George F. Will once wrote, “All economic news is bad news. All economic news is good news.” Today’s GDP report has lots of both and has already sown a lot of confusion. Real GDP fell in the last three months of 2012, indicating a recession (although the drop was only 0.1%). Part of the decline came from reduced inventory investment, i.e., from companies not producing as many goods that haven’t been sold yet. So far, so bad.
The biggest decline came in government spending; in particular, military spending dropped a whopping 22%. Why? The Washington Post’s Brad Plumer says it has something to do with the drawdowns in Iraq and Afghanistan and apparently also with the various budget games that the Pentagon and other government agencies play, as regards the timing of the fiscal year and the “sequester” budget cuts that could come if Congress fails to raise the debt ceiling. One thing I learned from Plumer’s piece is that, although the 22% drop is unusually large, it’s not unusual for defense spending to drop in a particular quarter. It did so in about half of the twelve quarters from 2010 on; the second-largest drop was almost 15%.
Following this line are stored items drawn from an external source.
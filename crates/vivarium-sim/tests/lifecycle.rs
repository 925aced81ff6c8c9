//! Simulation state across a simulated process restart.

use glam::{Vec2, Vec3};
use vivarium_arena::ArenaOrigin;
use vivarium_core::ObjectId;
use vivarium_sim::{NullHost, SimConfig, SimContext, SimError, Species};
use vivarium_test_utils::{init_tracing, scatter_2d};

fn config(dir: &tempfile::TempDir) -> SimConfig {
    SimConfig {
        worker_count: Some(3),
        ..SimConfig::with_path(dir.path().join("colony.state"))
    }
}

fn sorted(mut ids: Vec<ObjectId>) -> Vec<ObjectId> {
    ids.sort_unstable();
    ids
}

#[test]
fn restart_restores_entities_grids_and_fields() {
    init_tracing();
    let dir = tempfile::tempdir().unwrap();

    let mut ctx = SimContext::initialize(config(&dir)).unwrap();
    assert_eq!(ctx.origin(), ArenaOrigin::Created);
    let points = scatter_2d(11, 200, Vec2::ZERO, Vec2::splat(450.0));
    for (i, p) in points.iter().enumerate() {
        let species = if i % 3 == 0 {
            Species::Fungus {
                spore_timer: i as u32,
                energy: 1.0,
            }
        } else {
            Species::Ant {
                carrying: i % 2 == 0,
                heading: 0.5,
            }
        };
        ctx.spawn_creature(*p, Vec2::new(3.0, -2.0), species)
            .unwrap()
            .unwrap();
    }
    for i in 0..20 {
        ctx.spawn_particle(Vec3::new(i as f32 * 20.0, 40.0, 10.0), Vec3::Z, 100)
            .unwrap()
            .unwrap();
    }
    ctx.despawn_creature(ObjectId(7)).unwrap();
    for _ in 0..5 {
        ctx.advance(&mut NullHost).unwrap();
    }

    let probe = Vec2::new(225.0, 225.0);
    let before_neighbors = sorted(ctx.neighbors(probe, 60.0).unwrap());
    let before_creature = ctx.creature(ObjectId(12)).unwrap();
    let before_pheromone = ctx.state().pheromone.read().to_vec();
    let before_particles = ctx.particle_count();
    assert!(!before_neighbors.is_empty());
    ctx.finalize(&mut NullHost, true).unwrap();

    let ctx = SimContext::initialize(config(&dir)).unwrap();
    assert_eq!(ctx.origin(), ArenaOrigin::Reopened);
    assert_eq!(ctx.tick(), 5);
    assert_eq!(ctx.creature_count(), 199);
    assert_eq!(ctx.particle_count(), before_particles);
    assert!(matches!(
        ctx.creature(ObjectId(7)),
        Err(SimError::NotLive { .. })
    ));
    assert_eq!(ctx.creature(ObjectId(12)).unwrap(), before_creature);
    assert_eq!(sorted(ctx.neighbors(probe, 60.0).unwrap()), before_neighbors);
    assert_eq!(ctx.state().pheromone.read(), &before_pheromone[..]);
    assert_eq!(ctx.state().pheromone.generation(), 5);
    ctx.creature_grid().unwrap().check_invariants().unwrap();
    ctx.particle_grid().unwrap().check_invariants().unwrap();
}

#[test]
fn restart_with_new_bounds_reindexes_persisted_positions() {
    let dir = tempfile::tempdir().unwrap();
    let mut ctx = SimContext::initialize(config(&dir)).unwrap();
    let id = ctx
        .spawn_creature(
            Vec2::new(300.0, 20.0),
            Vec2::ZERO,
            Species::Predator {
                target: None,
                hunger: 0.2,
            },
        )
        .unwrap()
        .unwrap();
    ctx.finalize(&mut NullHost, true).unwrap();

    let mut cfg = config(&dir);
    cfg.world_max = [200.0, 200.0, 100.0];
    let ctx = SimContext::initialize(cfg).unwrap();
    // Wrapped into the smaller world: 300 mod 200.
    assert_eq!(ctx.creature(id).unwrap().position, [100.0, 20.0]);
    assert_eq!(ctx.neighbors(Vec2::new(101.0, 20.0), 2.0).unwrap(), vec![id]);
    assert_eq!(ctx.state().params.world_max, [200.0, 200.0, 100.0]);
}

#[test]
fn foreign_file_of_the_right_size_is_rejected() {
    let dir = tempfile::tempdir().unwrap();
    let cfg = config(&dir);
    {
        let ctx = SimContext::initialize(cfg.clone()).unwrap();
        assert!(!ctx.state().is_blank());
        ctx.finalize(&mut NullHost, true).unwrap();
    }
    let mut bytes = std::fs::read(&cfg.arena.path).unwrap();
    bytes[..4].copy_from_slice(b"NOPE");
    std::fs::write(&cfg.arena.path, &bytes).unwrap();

    match SimContext::initialize(cfg) {
        Err(SimError::LayoutMismatch { magic, .. }) => {
            assert_eq!(magic, u32::from_le_bytes(*b"NOPE"));
        }
        other => panic!("expected LayoutMismatch, got {other:?}"),
    }
}

#[test]
fn truncated_file_starts_over() {
    let dir = tempfile::tempdir().unwrap();
    let cfg = config(&dir);
    std::fs::write(&cfg.arena.path, b"short").unwrap();
    let ctx = SimContext::initialize(cfg).unwrap();
    assert_eq!(ctx.origin(), ArenaOrigin::Resized { previous_len: 5 });
    assert_eq!(ctx.tick(), 0);
    assert_eq!(ctx.creature_count(), 0);
}

#[test]
fn unflushed_zeroed_image_is_initialized_on_open() {
    let dir = tempfile::tempdir().unwrap();
    let mut cfg = config(&dir);
    cfg.arena.initialize_if_absent = false;
    let mut ctx = SimContext::initialize(cfg).unwrap();
    assert!(ctx
        .spawn_creature(Vec2::new(1.0, 1.0), Vec2::ZERO, Species::Fungus {
            spore_timer: 0,
            energy: 0.0
        })
        .unwrap()
        .is_some());
}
Many people would view the big reduction in military spending as a good thing — the wars are unpopular, and some studies have found that, dollar for dollar, domestic government spending tends to create more jobs than does military spending. Aside from military spending, real GDP rose in the last quarter of 2012, by 1.3%.
Is 1.3% good? Of course not. It makes 2012:IV one of the weaker quarters of the past two years, in which the economy’s average annual growth was 2.0%. The economy grew at 3.1% in the third quarter of 2012, so this is a step backward at least in a relative sense.
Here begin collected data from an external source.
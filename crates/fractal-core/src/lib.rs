//! fractal-core - domain types and contracts for the fractal memory system.
//!
//! The hierarchical memory core of a conversational agent: tiered episodes
//! (L0 volatile log → L1 session summaries → L2 episode graph → L3
//! abstractions), hybrid retrieval, and a reasoning bank of task
//! strategies. This crate holds the types, the configuration surface, and
//! the narrow store/provider traits the adapters implement.

pub mod config;
pub mod error;
pub mod retry;
pub mod traits;
pub mod types;
pub mod util;

pub use config::{MemoryOptions, RetrievalWeights};
pub use error::{Error, Result};
pub use traits::{
    CompletionProvider, EmbeddingProvider, GraphStore, LockToken, VolatileStore,
};
pub use types::{
    ConsolidationCounters, Entity, EntityRef, Episode, Experience, GcCounters, L1Record,
    MemorySource, MemoryStats, Outcome, RecallResult, Scale, ScoredId, Strategy, Tier,
};
impl SqliteGraphStore {
    pub fn new(db: Arc<Mutex<Connection>>) -> Self {
        Self { db }
    }

    /// Open (or create) a file-backed store and run migrations.
    pub fn open(path: impl AsRef<Path>) -> Result<Self> {
        let conn = Connection::open(path)?;
        run_graph_migrations(&conn)?;
        Ok(Self::new(Arc::new(Mutex::new(conn))))
    }

    /// In-memory store, used by tests and the smoke test.
    pub fn open_in_memory() -> Result<Self> {
        let conn = Connection::open_in_memory()?;
        run_graph_migrations(&conn)?;
        Ok(Self::new(Arc::new(Mutex::new(conn))))
    }

    fn row_to_episode(row: &Row) -> rusqlite::Result<Episode> {
        let metadata_json: String = row.get(14)?;
        let embedding: Option<Vec<u8>> = row.get(13)?;
        Ok(Episode {
            id: row.get(0)?,
            user_id: row.get(1)?,
            content: row.get(2)?,
            summary: row.get(3)?,
            source: row.get(4)?,
            importance: row.get(5)?,
            access_count: row.get::<_, i64>(6)? as u32,
            created_at: from_millis(row.get(7)?),
            last_accessed: from_millis(row.get(8)?),
            level: Tier::from_level(row.get::<_, i64>(9)? as u8).unwrap_or(Tier::L2),
            scale: Scale::parse(&row.get::<_, String>(10)?),
            outcome: Outcome::parse(&row.get::<_, String>(11)?),
            deleted: row.get::<_, i64>(12)? != 0,
            deleted_at: row.get::<_, Option<i64>>(15)?.map(from_millis),
            embedding: embedding.map(|b| embedding_from_bytes(&b)),
            metadata: serde_json::from_str(&metadata_json).unwrap_or_default(),
        })
    }

    fn row_to_strategy(row: &Row) -> rusqlite::Result<Strategy> {
        let task_types_json: String = row.get(3)?;
        Ok(Strategy {
            id: row.get(0)?,
            user_id: row.get(1)?,
            description: row.get(2)?,
            task_types: serde_json::from_str(&task_types_json).unwrap_or_default(),
            success_count: row.get::<_, i64>(4)? as u32,
            failure_count: row.get::<_, i64>(5)? as u32,
            confidence: row.get(6)?,
            is_anti_pattern: row.get::<_, i64>(7)? != 0,
            deleted: row.get::<_, i64>(8)? != 0,
            created_at: from_millis(row.get(9)?),
            last_used_at: row.get::<_, Option<i64>>(10)?.map(from_millis),
            evolved_from: row.get(11)?,
        })
    }
}

const EPISODE_COLUMNS: &str = "id, user_id, content, summary, source, importance_score, \
     access_count, created_at, last_accessed, level, scale, outcome, deleted, embedding, \
     metadata_json, deleted_at";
But positives are not hard to find in the GDP report. Thus Bloomberg’s headline “Growth Stall Obscures Consumer, Business Pickup.” Consumer spending grew at a decent 2.2% clip, up from 1.6% in the third quarter. Rising auto sales were a big part of the increase (which sounds about right to someone like me who bought a car for the first time since 1999). I would guess that some of the slippage in inventory production was simply due to consumers buying more goods than anticipated, with the result that inventories were down. (If inventory production had not fallen, then GDP would have grown by 2.6%, according to the Bloomberg article.) The best news of all was probably on the housing front, where residential construction (counted in the “Investment” part of GDP) grew by 15%. For 2012 as a whole, housing construction rose 12%, its biggest increase since 1992.
The markets seem to have to shrugged off the report. Market participants may doubt that the increased consumer spending and construction are sustainable. Right now, five hours after the release, the Dow, S&P 500, and Nasdaq averages are basically unchanged (within 0.05% of yesterday’s close).